● **Input**
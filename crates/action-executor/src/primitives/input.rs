use std::time::Instant;

use crate::errors::ActionError;
use crate::port::{ActionPort, KeyEventKind};
use crate::primitives::check_preconditions;
use crate::types::{ActionOptions, DispatchReport};

/// Sets `node`'s value to `value`.
///
/// 1. Check preconditions.
/// 2. Optionally scroll into view and wait for animations.
/// 3. `focusBeforeAction`: focus the node first.
/// 4. `preActionDelay`.
/// 5. `keystrokeDelay == 0`: set the value via the native setter in one
///    shot (`reactSafeInput`'s fast path). `keystrokeDelay > 0`: dispatch
///    one `keydown`/`keypress`/`keyup` triple per character, each
///    separated by `keystrokeDelay`, accumulating the value through the
///    native setter after every character so framework-bound inputs see
///    the same mutation sequence a real typist produces.
/// 6. `postActionDelay`.
pub async fn execute_input<P: ActionPort + ?Sized>(
    port: &P,
    node: &str,
    value: &str,
    options: &ActionOptions,
) -> Result<DispatchReport, ActionError> {
    let start = Instant::now();

    check_preconditions(port, node, options).await?;

    if options.scroll_into_view {
        port.scroll_into_view(node, options.scroll_block, options.scroll_behavior)
            .await?;
    }
    if options.wait_for_animations {
        port.wait_animations_settled(node, options.animation_timeout_ms)
            .await?;
    }
    if options.focus_before_action {
        port.focus(node).await?;
    }

    sleep_ms(options.pre_action_delay_ms).await;

    if options.keystroke_delay_ms == 0 {
        port.set_value_native(node, value).await?;
    } else {
        let mut typed = String::new();
        for ch in value.chars() {
            typed.push(ch);
            port.dispatch_key_event(node, &ch.to_string(), KeyEventKind::KeyDown)
                .await?;
            port.dispatch_key_event(node, &ch.to_string(), KeyEventKind::KeyPress)
                .await?;
            port.set_value_native(node, &typed).await?;
            port.dispatch_key_event(node, &ch.to_string(), KeyEventKind::KeyUp)
                .await?;
            sleep_ms(options.keystroke_delay_ms).await;
        }
        if value.is_empty() {
            port.set_value_native(node, value).await?;
        }
    }

    sleep_ms(options.post_action_delay_ms).await;

    Ok(DispatchReport::ok(start.elapsed().as_millis() as u64))
}

async fn sleep_ms(ms: u64) {
    if ms > 0 {
        tokio::time::sleep(std::time::Duration::from_millis(ms)).await;
    }
}

#[cfg(test)]
mod tests {
    use super::*;
    use crate::fake::FakeActionPort;

    #[tokio::test]
    async fn native_path_sets_value_in_one_shot() {
        let port = FakeActionPort::new();
        port.register("input", true, true, false);
        let options = ActionOptions {
            wait_for_animations: false,
            scroll_into_view: false,
            ..Default::default()
        };

        execute_input(&port, "input", "hello", &options).await.unwrap();
        assert_eq!(port.value_of("input").await, Some("hello".to_string()));
        assert_eq!(port.events_of("input"), Vec::<String>::new());
    }

    #[tokio::test]
    async fn keystroke_path_dispatches_per_character_events() {
        let port = FakeActionPort::new();
        port.register("input", true, true, false);
        let options = ActionOptions {
            wait_for_animations: false,
            scroll_into_view: false,
            keystroke_delay_ms: 1,
            ..Default::default()
        };

        execute_input(&port, "input", "ab", &options).await.unwrap();
        assert_eq!(port.value_of("input").await, Some("ab".to_string()));
        assert_eq!(
            port.events_of("input"),
            vec!["keydown", "keypress", "keyup", "keydown", "keypress", "keyup"]
        );
    }

    #[tokio::test]
    async fn input_on_disabled_element_fails_precondition() {
        let port = FakeActionPort::new();
        port.register("input", true, true, true);
        let options = ActionOptions::default();

        let err = execute_input(&port, "input", "x", &options).await.unwrap_err();
        assert!(matches!(err, ActionError::ElementNotActionable { .. }));
    }
}
#[cfg(test)]
mod tests {
    use super::*;

    fn simple_dom() -> InMemoryDom {
        InMemoryDom::builder()
            .node(None, NodeSpec::new("html", "html"))
            .node(Some("html"), NodeSpec::new("btn", "button").attr("id", "submit"))
            .build()
    }

    #[tokio::test]
    async fn find_by_attribute_matches_id() {
        let dom = simple_dom();
        let found = dom.find_by_attribute(&dom.root_document(), "id", "submit").await;
        assert_eq!(found, vec!["btn".to_string()]);
    }

    #[tokio::test]
    async fn cross_origin_iframe_blocks_chain_resolution() {
        let dom = InMemoryDom::builder()
            .node(None, NodeSpec::new("html", "html"))
            .node(Some("html"), NodeSpec::new("f1", "iframe"))
            .iframe_cross_origin("f1")
            .build();

        let chain = vec![IframeInfo::new(0)];
        let err = dom
            .resolve_iframe_chain(&dom.root_document(), &chain)
            .await
            .unwrap_err();
        assert_eq!(err, TraversalError::CrossOriginBoundary { hop: 0 });
    }

    #[tokio::test]
    async fn same_origin_iframe_chain_resolves_into_nested_document() {
        let dom = InMemoryDom::builder()
            .node(None, NodeSpec::new("html", "html"))
            .node(Some("html"), NodeSpec::new("f1", "iframe").attr("id", "payment"))
            .iframe_same_origin(
                "f1",
                NodeSpec::new("nested-html", "html"),
            )
            .build();

        let mut chain = vec![IframeInfo::new(0)];
        chain[0].id = Some("payment".to_string());
        let doc = dom
            .resolve_iframe_chain(&dom.root_document(), &chain)
            .await
            .unwrap();
        assert_eq!(doc, "nested-html");
    }

    #[tokio::test]
    async fn shadow_chain_pierces_open_shadow_root() {
        let dom = InMemoryDom::builder()
            .node(None, NodeSpec::new("html", "html"))
            .node(Some("html"), NodeSpec::new("host", "my-widget"))
            .shadow_root("host", NodeSpec::new("shadow", "shadow-root"))
            .node(Some("shadow"), NodeSpec::new("inner-btn", "button").attr("id", "go"))
            .build();

        let ctx = dom
            .resolve_shadow_chain(&dom.root_document(), &["//my-widget".to_string()])
            .await
            .unwrap();
        assert_eq!(ctx, "shadow");
        let found = dom.find_by_attribute(&ctx, "id", "go").await;
        assert_eq!(found, vec!["inner-btn".to_string()]);
    }

    #[tokio::test]
    async fn visibility_reflects_css_like_flags() {
        let dom = InMemoryDom::builder()
            .node(None, NodeSpec::new("html", "html"))
            .node(Some("html"), NodeSpec::new("a", "div"))
            .node(Some("html"), NodeSpec::new("b", "div").hidden_display_none())
            .build();
        assert!(dom.is_visible(&"a".to_string()));
        assert!(!dom.is_visible(&"b".to_string()));
    }
}
//! Workspace-level end-to-end scenarios (spec §8) exercising the full
//! Finder -> Action Executor -> Step Executor -> Engine/Session stack
//! against an `InMemoryDom`, the way no single crate's unit tests can.

use std::collections::HashMap;
use std::sync::Arc;

use action_executor::{fake::FakeActionPort, ActionOptions, DefaultActionExecutor};
use core_types::{Lifecycle, LocatorBundle, Step, StepEvent, StepStatus};
use dom_traversal::{InMemoryDom, NodeSpec};
use element_finder::DefaultElementFinder;
use replay_engine::{ReplayEngine, ReplayEngineOptions};
use replay_session::{ReplaySession, ReplaySessionOptions};
use step_executor::{DefaultStepExecutor, StepExecutionContext};

fn fast_action_options() -> ActionOptions {
    ActionOptions {
        human_like_mouse: false,
        scroll_into_view: false,
        wait_for_animations: false,
        focus_before_action: false,
        ..Default::default()
    }
}

/// Scenario 1 — click by id: `id` should win outright since it is tried
/// before anything else needs to.
#[tokio::test]
async fn scenario_click_by_id() {
    let dom = Arc::new(
        InMemoryDom::builder()
            .node(None, NodeSpec::new("html", "html"))
            .node(Some("html"), NodeSpec::new("btn", "button").attr("id", "submit").text("OK"))
            .build(),
    );
    let action_port = FakeActionPort::new();
    action_port.register("btn", true, true, false);
    let finder = Arc::new(DefaultElementFinder::new(dom.clone()));
    let action_executor = Arc::new(DefaultActionExecutor::new(action_port));
    let step_executor = Arc::new(DefaultStepExecutor::new(finder, action_executor.clone()));
    let engine = ReplayEngine::new(step_executor);

    let steps = vec![
        Step::new("s1", StepEvent::Click, "OK").with_bundle(LocatorBundle::builder("button").id("submit").build().unwrap()),
    ];
    let context = StepExecutionContext {
        target_document: dom.root_document(),
        ..Default::default()
    };
    let mut options = ReplayEngineOptions::default();
    options.step_executor_options.action_options = fast_action_options();

    let summary = engine.start(&steps, &context, &options).await.unwrap();
    assert_eq!(summary.results[0].status, StepStatus::Passed);
    assert_eq!(summary.results[0].locator_strategy.as_deref(), Some("id"));
}

/// Scenario 2 — input with direct CSV injection.
#[tokio::test]
async fn scenario_input_with_csv_injection() {
    let dom = Arc::new(
        InMemoryDom::builder()
            .node(None, NodeSpec::new("html", "html"))
            .node(Some("html"), NodeSpec::new("email", "input").attr("id", "email"))
            .build(),
    );
    let action_port = FakeActionPort::new();
    action_port.register("email", true, true, false);
    let finder = Arc::new(DefaultElementFinder::new(dom.clone()));
    let action_executor = Arc::new(DefaultActionExecutor::new(action_port));
    let step_executor = Arc::new(DefaultStepExecutor::new(finder, action_executor));
    let engine = ReplayEngine::new(step_executor);

    let steps = vec![
        Step::new("s1", StepEvent::Input, "Email").with_bundle(LocatorBundle::builder("input").id("email").build().unwrap()),
    ];
    let context = StepExecutionContext {
        target_document: dom.root_document(),
        csv_values: HashMap::from([("Email".to_string(), "a@b.c".to_string())]),
        ..Default::default()
    };
    let mut options = ReplayEngineOptions::default();
    options.step_executor_options.action_options = fast_action_options();

    let summary = engine.start(&steps, &context, &options).await.unwrap();
    let result = &summary.results[0];
    assert_eq!(result.status, StepStatus::Passed);
    assert_eq!(result.used_value.as_deref(), Some("a@b.c"));
}

/// Scenario 3 — input with mapped CSV column.
#[tokio::test]
async fn scenario_input_with_mapped_csv() {
    let dom = Arc::new(
        InMemoryDom::builder()
            .node(None, NodeSpec::new("html", "html"))
            .node(Some("html"), NodeSpec::new("email", "input").attr("id", "email"))
            .build(),
    );
    let action_port = FakeActionPort::new();
    action_port.register("email", true, true, false);
    let finder = Arc::new(DefaultElementFinder::new(dom.clone()));
    let action_executor = Arc::new(DefaultActionExecutor::new(action_port));
    let step_executor = Arc::new(DefaultStepExecutor::new(finder, action_executor));
    let engine = ReplayEngine::new(step_executor);

    let steps = vec![
        Step::new("s1", StepEvent::Input, "Email Field")
            .with_bundle(LocatorBundle::builder("input").id("email").build().unwrap()),
    ];
    let context = StepExecutionContext {
        target_document: dom.root_document(),
        csv_values: HashMap::from([("email".to_string(), "x@y.z".to_string())]),
        field_mappings: HashMap::from([("email".to_string(), "Email Field".to_string())]),
        ..Default::default()
    };
    let mut options = ReplayEngineOptions::default();
    options.step_executor_options.action_options = fast_action_options();

    let summary = engine.start(&steps, &context, &options).await.unwrap();
    let result = &summary.results[0];
    assert_eq!(result.used_value.as_deref(), Some("x@y.z"));
}

/// Scenario 4 — fallback through strategies: a stale `id` falls through to
/// `aria`.
#[tokio::test]
async fn scenario_fallback_through_strategies() {
    let dom = Arc::new(
        InMemoryDom::builder()
            .node(None, NodeSpec::new("html", "html"))
            .node(
                Some("html"),
                NodeSpec::new("btn", "button").attr("id", "submit-v2").attr("aria-label", "Submit"),
            )
            .build(),
    );
    let action_port = FakeActionPort::new();
    action_port.register("btn", true, true, false);
    let finder = Arc::new(DefaultElementFinder::new(dom.clone()));
    let action_executor = Arc::new(DefaultActionExecutor::new(action_port));
    let step_executor = Arc::new(DefaultStepExecutor::new(finder, action_executor));
    let engine = ReplayEngine::new(step_executor);

    let steps = vec![
        Step::new("s1", StepEvent::Click, "Submit")
            .with_bundle(LocatorBundle::builder("button").id("submit").aria("Submit").build().unwrap()),
    ];
    let context = StepExecutionContext {
        target_document: dom.root_document(),
        ..Default::default()
    };
    let mut options = ReplayEngineOptions::default();
    options.step_executor_options.action_options = fast_action_options();

    let summary = engine.start(&steps, &context, &options).await.unwrap();
    let result = &summary.results[0];
    assert_eq!(result.status, StepStatus::Passed);
    assert_eq!(result.locator_strategy.as_deref(), Some("aria"));
    assert_eq!(result.locator_confidence, Some(element_finder::Strategy::Aria.base_confidence()));
}

/// Scenario 5 — pause after step 3's completion, resume after a delay; the
/// run still completes all ten steps and the lifecycle trace matches §8.
#[tokio::test]
async fn scenario_pause_and_resume() {
    let dom = Arc::new(
        InMemoryDom::builder()
            .node(None, NodeSpec::new("html", "html"))
            .node(Some("html"), NodeSpec::new("btn", "button").attr("id", "btn"))
            .build(),
    );
    let action_port = FakeActionPort::new();
    action_port.register("btn", true, true, false);
    let finder = Arc::new(DefaultElementFinder::new(dom.clone()));
    let action_executor = Arc::new(DefaultActionExecutor::new(action_port));
    let step_executor = Arc::new(DefaultStepExecutor::new(finder, action_executor));
    let engine = Arc::new(ReplayEngine::new(step_executor));

    let steps: Vec<Step> = (0..10)
        .map(|i| {
            Step::new(format!("s{i}"), StepEvent::Click, "Button")
                .with_bundle(LocatorBundle::builder("button").id("btn").build().unwrap())
        })
        .collect();

    let lifecycle_trace = Arc::new(std::sync::Mutex::new(vec![Lifecycle::Idle]));
    {
        let trace = lifecycle_trace.clone();
        engine.handlers_mut().on_state_change(move |_from, to| {
            trace.lock().unwrap().push(to);
        });
        let pause_engine = engine.clone();
        engine.handlers_mut().on_step_complete(move |result| {
            if result.step_id == "s2" {
                pause_engine.pause().ok();
            }
        });
    }

    let context = StepExecutionContext {
        target_document: dom.root_document(),
        ..Default::default()
    };
    let mut options = ReplayEngineOptions::default();
    options.step_executor_options.action_options = fast_action_options();

    let run_engine = engine.clone();
    let run_steps = steps.clone();
    let handle = tokio::spawn(async move { run_engine.start(&run_steps, &context, &options).await });

    for _ in 0..200 {
        if engine.state().lifecycle == Lifecycle::Paused {
            break;
        }
        tokio::time::sleep(std::time::Duration::from_millis(5)).await;
    }
    assert_eq!(engine.state().lifecycle, Lifecycle::Paused);
    tokio::time::sleep(std::time::Duration::from_millis(50)).await;
    engine.resume().unwrap();

    let summary = handle.await.unwrap().unwrap();
    assert_eq!(summary.passed_steps, 10);
    assert_eq!(*lifecycle_trace.lock().unwrap(), vec![
        Lifecycle::Idle,
        Lifecycle::Running,
        Lifecycle::Paused,
        Lifecycle::Running,
        Lifecycle::Completed,
    ]);
}

/// Scenario 6 — 2 rows x 3 steps, step 2 of row 1 fails, `continueOnRowFailure`
/// is true: row 1 stops after its failure, row 2 still runs, session fails
/// overall but both rows complete.
#[tokio::test]
async fn scenario_multi_row_with_mid_row_failure() {
    let dom = Arc::new(
        InMemoryDom::builder()
            .node(None, NodeSpec::new("html", "html"))
            .node(Some("html"), NodeSpec::new("a", "input").attr("id", "a"))
            .node(Some("html"), NodeSpec::new("b", "input").attr("id", "b"))
            .node(Some("html"), NodeSpec::new("c", "input").attr("id", "c"))
            .build(),
    );
    let action_port = FakeActionPort::new();
    action_port.register("a", true, true, false);
    // "b" is deliberately left unregistered so its action always fails.
    action_port.register("c", true, true, false);
    let finder = Arc::new(DefaultElementFinder::new(dom.clone()));
    let action_executor = Arc::new(DefaultActionExecutor::new(action_port));
    let step_executor = Arc::new(DefaultStepExecutor::new(finder, action_executor));
    let engine = Arc::new(ReplayEngine::new(step_executor));
    let session = ReplaySession::new(engine);

    let steps = vec![
        Step::new("s1", StepEvent::Input, "A").with_bundle(LocatorBundle::builder("input").id("a").build().unwrap()),
        Step::new("s2", StepEvent::Input, "B").with_bundle(LocatorBundle::builder("input").id("b").build().unwrap()),
        Step::new("s3", StepEvent::Input, "C").with_bundle(LocatorBundle::builder("input").id("c").build().unwrap()),
    ];
    let rows = vec![HashMap::new(), HashMap::new()];
    let context = StepExecutionContext {
        target_document: dom.root_document(),
        ..Default::default()
    };
    let mut options = ReplaySessionOptions::default();
    options.continue_on_row_failure = true;
    options.skip_unmatched_rows = false;
    options.engine_options.step_executor_options.action_options = fast_action_options();

    let summary = session.start(&steps, &rows, &HashMap::new(), &context, &options).await.unwrap();
    assert!(!summary.success());
    assert_eq!(summary.total_rows, 2);
    assert_eq!(summary.row_results[0].passed, 1);
    assert_eq!(summary.row_results[0].failed, 1);
    assert!(summary.row_results[1].success);
}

● **What you will do**
Please restate, word for word, the lines of the entries that run from the first line through the one holding "sleep_ms(options.pre_action_delay_ms).await;", and add nothing.

● **Reply**
filename crates/action-executor/src/primitives/input.rs
use std::time::Instant;

use crate::errors::ActionError;
use crate::port::{ActionPort, KeyEventKind};
use crate::primitives::check_preconditions;
use crate::types::{ActionOptions, DispatchReport};

/// Sets `node`'s value to `value`.
///
/// 1. Check preconditions.
/// 2. Optionally scroll into view and wait for animations.
/// 3. `focusBeforeAction`: focus the node first.
/// 4. `preActionDelay`.
/// 5. `keystrokeDelay == 0`: set the value via the native setter in one
///    shot (`reactSafeInput`'s fast path). `keystrokeDelay > 0`: dispatch
///    one `keydown`/`keypress`/`keyup` triple per character, each
///    separated by `keystrokeDelay`, accumulating the value through the
///    native setter after every character so framework-bound inputs see
///    the same mutation sequence a real typist produces.
/// 6. `postActionDelay`.
pub async fn execute_input<P: ActionPort + ?Sized>(
    port: &P,
    node: &str,
    value: &str,
    options: &ActionOptions,
) -> Result<DispatchReport, ActionError> {
    let start = Instant::now();

    check_preconditions(port, node, options).await?;

    if options.scroll_into_view {
        port.scroll_into_view(node, options.scroll_block, options.scroll_behavior)
            .await?;
    }
    if options.wait_for_animations {
        port.wait_animations_settled(node, options.animation_timeout_ms)
            .await?;
    }
    if options.focus_before_action {
        port.focus(node).await?;
    }

    sleep_ms(options.pre_action_delay_ms).await;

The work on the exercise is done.